- **The problem**:
Look through the listing below, find every line with the string "FoldMode", and copy it.

- **Data shown**:
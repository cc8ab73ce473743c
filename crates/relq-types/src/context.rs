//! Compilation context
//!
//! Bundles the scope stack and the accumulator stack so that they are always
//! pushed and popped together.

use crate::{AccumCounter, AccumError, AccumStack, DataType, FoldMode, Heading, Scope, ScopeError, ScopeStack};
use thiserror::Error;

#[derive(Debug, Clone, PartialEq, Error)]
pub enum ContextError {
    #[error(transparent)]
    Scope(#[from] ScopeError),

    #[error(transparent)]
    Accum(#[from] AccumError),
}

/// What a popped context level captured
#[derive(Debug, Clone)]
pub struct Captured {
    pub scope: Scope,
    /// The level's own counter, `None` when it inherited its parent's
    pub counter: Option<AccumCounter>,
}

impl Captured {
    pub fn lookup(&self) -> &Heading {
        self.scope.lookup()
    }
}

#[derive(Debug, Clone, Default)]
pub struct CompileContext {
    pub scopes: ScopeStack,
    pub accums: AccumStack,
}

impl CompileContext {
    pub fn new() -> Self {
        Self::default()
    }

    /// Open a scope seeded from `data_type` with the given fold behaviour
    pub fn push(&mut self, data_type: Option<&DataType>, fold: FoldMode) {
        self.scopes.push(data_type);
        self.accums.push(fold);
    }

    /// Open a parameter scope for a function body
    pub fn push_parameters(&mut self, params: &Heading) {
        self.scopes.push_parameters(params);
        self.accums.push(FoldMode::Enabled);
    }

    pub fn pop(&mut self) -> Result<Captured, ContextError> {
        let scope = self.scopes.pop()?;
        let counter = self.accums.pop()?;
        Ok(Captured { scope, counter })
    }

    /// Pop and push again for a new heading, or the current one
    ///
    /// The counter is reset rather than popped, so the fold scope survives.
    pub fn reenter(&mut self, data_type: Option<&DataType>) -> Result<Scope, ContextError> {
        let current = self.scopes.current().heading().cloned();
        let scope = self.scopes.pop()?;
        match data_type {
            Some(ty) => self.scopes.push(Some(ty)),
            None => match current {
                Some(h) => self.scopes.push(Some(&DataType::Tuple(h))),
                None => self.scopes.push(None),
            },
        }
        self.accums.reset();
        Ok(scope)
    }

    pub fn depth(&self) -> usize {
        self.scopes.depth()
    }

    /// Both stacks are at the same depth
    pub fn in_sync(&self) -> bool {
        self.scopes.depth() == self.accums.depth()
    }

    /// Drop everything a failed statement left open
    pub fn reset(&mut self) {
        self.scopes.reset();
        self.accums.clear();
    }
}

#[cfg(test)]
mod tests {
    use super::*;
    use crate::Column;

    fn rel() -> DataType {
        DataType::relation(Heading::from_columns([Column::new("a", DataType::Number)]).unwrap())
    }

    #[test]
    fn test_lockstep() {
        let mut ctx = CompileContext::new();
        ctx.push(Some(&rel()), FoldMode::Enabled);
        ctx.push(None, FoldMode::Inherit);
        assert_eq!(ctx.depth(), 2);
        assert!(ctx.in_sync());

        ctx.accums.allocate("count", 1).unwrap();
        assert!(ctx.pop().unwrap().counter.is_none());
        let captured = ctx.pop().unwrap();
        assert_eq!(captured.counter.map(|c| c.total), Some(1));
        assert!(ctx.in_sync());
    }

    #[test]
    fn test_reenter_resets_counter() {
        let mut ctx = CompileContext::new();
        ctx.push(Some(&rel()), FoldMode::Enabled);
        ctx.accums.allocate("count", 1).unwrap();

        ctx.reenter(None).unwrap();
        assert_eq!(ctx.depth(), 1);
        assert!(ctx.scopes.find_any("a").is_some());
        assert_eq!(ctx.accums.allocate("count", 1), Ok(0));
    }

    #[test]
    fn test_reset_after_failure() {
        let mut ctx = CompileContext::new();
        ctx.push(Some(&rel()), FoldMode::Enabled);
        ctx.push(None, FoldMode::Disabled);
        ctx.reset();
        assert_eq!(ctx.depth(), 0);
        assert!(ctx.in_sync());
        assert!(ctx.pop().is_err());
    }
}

==

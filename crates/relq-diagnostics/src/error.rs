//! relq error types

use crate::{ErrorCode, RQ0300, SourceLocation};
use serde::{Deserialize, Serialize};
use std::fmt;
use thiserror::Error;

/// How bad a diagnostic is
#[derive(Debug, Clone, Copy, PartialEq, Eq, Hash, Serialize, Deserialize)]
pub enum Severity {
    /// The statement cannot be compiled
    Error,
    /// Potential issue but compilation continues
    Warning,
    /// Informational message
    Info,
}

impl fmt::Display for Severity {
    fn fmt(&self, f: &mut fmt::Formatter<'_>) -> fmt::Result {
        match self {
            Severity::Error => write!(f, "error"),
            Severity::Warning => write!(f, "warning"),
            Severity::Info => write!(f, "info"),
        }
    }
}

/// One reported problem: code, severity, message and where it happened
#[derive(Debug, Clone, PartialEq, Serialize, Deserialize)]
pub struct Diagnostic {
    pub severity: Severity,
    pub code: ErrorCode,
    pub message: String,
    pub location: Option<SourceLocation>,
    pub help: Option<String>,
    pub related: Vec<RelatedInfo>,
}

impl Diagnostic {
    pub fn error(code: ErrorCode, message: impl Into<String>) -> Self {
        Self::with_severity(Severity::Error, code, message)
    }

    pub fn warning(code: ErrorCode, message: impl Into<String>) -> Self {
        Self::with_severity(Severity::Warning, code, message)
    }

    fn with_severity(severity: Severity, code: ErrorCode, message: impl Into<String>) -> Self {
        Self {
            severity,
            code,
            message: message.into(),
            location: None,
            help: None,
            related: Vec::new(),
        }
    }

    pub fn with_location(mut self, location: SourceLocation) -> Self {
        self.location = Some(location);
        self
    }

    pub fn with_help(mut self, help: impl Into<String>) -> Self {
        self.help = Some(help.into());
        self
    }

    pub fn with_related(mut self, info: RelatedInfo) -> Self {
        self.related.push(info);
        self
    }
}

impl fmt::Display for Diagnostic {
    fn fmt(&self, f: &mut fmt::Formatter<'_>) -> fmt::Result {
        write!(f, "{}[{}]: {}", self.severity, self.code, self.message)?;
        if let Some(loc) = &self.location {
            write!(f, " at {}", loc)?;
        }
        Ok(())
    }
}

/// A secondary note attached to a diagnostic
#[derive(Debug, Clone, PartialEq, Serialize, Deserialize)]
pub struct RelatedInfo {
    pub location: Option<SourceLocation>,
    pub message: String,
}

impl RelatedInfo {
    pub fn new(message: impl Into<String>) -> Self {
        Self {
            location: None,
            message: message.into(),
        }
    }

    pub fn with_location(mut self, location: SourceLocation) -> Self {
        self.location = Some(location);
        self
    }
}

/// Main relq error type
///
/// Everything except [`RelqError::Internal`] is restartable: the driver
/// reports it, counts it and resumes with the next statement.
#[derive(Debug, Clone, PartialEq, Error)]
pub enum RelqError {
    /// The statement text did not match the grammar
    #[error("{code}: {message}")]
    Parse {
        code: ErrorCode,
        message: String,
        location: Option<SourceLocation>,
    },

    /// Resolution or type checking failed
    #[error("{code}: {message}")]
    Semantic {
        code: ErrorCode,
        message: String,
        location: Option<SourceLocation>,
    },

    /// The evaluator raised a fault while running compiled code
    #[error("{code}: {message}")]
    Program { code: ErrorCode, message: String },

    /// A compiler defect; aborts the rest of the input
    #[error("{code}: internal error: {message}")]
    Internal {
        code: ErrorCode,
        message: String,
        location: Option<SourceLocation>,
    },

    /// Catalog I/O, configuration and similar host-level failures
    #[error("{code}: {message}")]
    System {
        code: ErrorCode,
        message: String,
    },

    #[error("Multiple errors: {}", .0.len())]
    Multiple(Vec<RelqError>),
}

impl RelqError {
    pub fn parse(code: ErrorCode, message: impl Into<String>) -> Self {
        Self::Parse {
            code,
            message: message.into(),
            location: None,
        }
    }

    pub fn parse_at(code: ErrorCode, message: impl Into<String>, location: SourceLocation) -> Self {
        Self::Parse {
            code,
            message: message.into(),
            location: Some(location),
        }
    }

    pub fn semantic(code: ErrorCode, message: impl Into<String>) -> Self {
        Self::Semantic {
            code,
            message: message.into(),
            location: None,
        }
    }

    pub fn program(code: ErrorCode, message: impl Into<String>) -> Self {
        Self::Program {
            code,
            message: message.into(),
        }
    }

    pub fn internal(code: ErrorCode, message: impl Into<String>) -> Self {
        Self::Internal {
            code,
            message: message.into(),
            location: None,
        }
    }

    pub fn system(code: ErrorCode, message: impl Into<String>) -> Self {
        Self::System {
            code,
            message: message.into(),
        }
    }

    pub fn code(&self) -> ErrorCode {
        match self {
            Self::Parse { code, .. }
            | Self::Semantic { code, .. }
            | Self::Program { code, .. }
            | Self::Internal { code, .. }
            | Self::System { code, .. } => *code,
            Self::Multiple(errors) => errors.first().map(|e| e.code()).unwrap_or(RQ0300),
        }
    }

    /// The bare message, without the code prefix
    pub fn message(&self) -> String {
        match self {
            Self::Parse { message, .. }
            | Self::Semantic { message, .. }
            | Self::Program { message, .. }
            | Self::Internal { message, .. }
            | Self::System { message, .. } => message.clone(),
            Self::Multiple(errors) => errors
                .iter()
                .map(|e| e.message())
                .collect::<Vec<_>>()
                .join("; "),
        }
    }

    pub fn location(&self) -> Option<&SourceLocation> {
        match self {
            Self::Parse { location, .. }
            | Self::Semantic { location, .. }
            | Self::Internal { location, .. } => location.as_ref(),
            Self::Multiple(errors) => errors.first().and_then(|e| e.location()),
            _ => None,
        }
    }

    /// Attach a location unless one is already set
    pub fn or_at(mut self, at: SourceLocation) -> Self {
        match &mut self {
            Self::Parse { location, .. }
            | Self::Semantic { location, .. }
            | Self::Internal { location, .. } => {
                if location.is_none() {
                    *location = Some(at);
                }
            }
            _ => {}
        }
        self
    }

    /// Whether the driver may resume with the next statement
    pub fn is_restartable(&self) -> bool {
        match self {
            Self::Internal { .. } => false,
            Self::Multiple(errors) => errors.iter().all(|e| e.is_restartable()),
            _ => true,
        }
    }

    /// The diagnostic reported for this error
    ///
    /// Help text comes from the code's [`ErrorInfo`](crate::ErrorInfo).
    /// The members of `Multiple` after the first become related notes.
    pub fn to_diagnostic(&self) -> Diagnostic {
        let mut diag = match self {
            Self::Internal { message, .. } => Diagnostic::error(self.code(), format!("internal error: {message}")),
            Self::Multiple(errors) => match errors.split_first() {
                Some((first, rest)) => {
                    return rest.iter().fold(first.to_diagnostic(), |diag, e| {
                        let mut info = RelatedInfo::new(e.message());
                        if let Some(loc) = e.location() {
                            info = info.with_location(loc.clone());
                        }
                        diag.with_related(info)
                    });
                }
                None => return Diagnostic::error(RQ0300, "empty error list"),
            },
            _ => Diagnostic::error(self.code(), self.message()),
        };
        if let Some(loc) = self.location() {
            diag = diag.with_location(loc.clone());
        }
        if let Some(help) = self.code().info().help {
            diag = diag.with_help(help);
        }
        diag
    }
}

...

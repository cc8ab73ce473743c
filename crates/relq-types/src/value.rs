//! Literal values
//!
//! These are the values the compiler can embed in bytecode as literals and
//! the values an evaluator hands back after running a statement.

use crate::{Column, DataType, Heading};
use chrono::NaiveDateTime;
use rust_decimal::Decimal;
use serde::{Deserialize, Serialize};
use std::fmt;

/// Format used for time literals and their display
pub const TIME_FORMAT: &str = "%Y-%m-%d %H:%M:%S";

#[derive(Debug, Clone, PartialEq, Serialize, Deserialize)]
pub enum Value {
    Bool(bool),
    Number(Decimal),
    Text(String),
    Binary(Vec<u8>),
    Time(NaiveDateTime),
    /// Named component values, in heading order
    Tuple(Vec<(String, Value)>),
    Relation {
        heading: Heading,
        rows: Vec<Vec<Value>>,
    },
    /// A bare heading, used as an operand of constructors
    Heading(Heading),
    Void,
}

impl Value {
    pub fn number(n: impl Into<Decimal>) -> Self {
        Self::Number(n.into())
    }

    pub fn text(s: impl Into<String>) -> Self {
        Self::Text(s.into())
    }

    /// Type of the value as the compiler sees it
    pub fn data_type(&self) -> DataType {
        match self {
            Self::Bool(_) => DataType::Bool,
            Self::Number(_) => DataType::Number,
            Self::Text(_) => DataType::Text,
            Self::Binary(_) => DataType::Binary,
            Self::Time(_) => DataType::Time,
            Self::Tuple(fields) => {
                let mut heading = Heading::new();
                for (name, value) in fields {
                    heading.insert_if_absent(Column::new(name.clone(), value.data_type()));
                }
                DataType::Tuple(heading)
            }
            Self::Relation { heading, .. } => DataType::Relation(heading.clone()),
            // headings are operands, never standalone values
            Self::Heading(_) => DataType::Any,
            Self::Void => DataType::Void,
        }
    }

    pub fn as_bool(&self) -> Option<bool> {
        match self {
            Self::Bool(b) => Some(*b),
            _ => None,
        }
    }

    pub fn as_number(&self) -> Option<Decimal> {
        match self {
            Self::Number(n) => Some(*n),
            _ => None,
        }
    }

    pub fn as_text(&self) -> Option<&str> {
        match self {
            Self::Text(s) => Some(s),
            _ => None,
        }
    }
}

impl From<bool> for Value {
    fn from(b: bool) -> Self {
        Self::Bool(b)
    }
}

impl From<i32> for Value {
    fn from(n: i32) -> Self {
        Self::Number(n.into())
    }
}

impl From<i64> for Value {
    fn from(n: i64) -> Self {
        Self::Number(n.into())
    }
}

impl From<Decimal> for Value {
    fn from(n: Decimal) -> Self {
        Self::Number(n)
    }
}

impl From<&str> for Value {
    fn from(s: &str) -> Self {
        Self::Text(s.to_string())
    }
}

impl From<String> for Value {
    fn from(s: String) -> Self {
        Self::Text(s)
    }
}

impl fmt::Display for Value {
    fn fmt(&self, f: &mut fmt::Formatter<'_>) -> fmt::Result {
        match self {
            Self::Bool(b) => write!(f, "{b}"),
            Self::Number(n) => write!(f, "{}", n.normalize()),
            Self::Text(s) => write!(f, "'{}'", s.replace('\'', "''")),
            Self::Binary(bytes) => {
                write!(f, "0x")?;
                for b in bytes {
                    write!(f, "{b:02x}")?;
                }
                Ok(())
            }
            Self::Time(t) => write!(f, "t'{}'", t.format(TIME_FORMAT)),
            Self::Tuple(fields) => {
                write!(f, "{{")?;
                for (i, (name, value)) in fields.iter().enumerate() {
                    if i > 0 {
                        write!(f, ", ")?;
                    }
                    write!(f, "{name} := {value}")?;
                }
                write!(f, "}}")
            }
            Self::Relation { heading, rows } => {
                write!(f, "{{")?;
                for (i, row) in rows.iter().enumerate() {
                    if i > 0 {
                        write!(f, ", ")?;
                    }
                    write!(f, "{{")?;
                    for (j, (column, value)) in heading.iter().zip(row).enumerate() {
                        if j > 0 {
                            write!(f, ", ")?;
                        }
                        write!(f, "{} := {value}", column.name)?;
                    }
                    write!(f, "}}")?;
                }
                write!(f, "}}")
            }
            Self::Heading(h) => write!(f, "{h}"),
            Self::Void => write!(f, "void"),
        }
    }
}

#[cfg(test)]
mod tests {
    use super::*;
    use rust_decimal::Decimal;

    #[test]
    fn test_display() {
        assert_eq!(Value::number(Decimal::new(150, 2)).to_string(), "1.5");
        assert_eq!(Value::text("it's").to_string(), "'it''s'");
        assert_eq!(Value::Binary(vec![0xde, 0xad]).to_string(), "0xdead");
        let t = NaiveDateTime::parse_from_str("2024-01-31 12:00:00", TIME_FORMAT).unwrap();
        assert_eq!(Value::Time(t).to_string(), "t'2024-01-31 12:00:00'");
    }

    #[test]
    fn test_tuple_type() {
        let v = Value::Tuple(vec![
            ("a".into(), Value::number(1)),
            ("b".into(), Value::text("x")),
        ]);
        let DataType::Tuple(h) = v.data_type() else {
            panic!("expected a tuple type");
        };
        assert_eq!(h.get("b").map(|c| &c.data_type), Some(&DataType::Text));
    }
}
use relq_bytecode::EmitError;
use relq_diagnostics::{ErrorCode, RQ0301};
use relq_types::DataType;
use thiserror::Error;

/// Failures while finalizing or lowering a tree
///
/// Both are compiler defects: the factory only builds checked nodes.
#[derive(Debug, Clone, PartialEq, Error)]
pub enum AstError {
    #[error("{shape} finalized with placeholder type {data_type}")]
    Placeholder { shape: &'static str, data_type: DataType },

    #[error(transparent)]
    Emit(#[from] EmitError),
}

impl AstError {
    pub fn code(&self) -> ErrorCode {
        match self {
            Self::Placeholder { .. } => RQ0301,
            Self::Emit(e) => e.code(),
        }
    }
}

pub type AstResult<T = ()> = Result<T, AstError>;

- **Result for this exercise**:
use crate::{AccumCounter, AccumError, AccumStack, DataType, FoldMode, Heading, Scope, ScopeError, ScopeStack};
    pub fn push(&mut self, data_type: Option<&DataType>, fold: FoldMode) {
        self.accums.push(FoldMode::Enabled);
        ctx.push(Some(&rel()), FoldMode::Enabled);
        ctx.push(None, FoldMode::Inherit);
        ctx.push(Some(&rel()), FoldMode::Enabled);
        ctx.push(Some(&rel()), FoldMode::Enabled);
        ctx.push(None, FoldMode::Disabled);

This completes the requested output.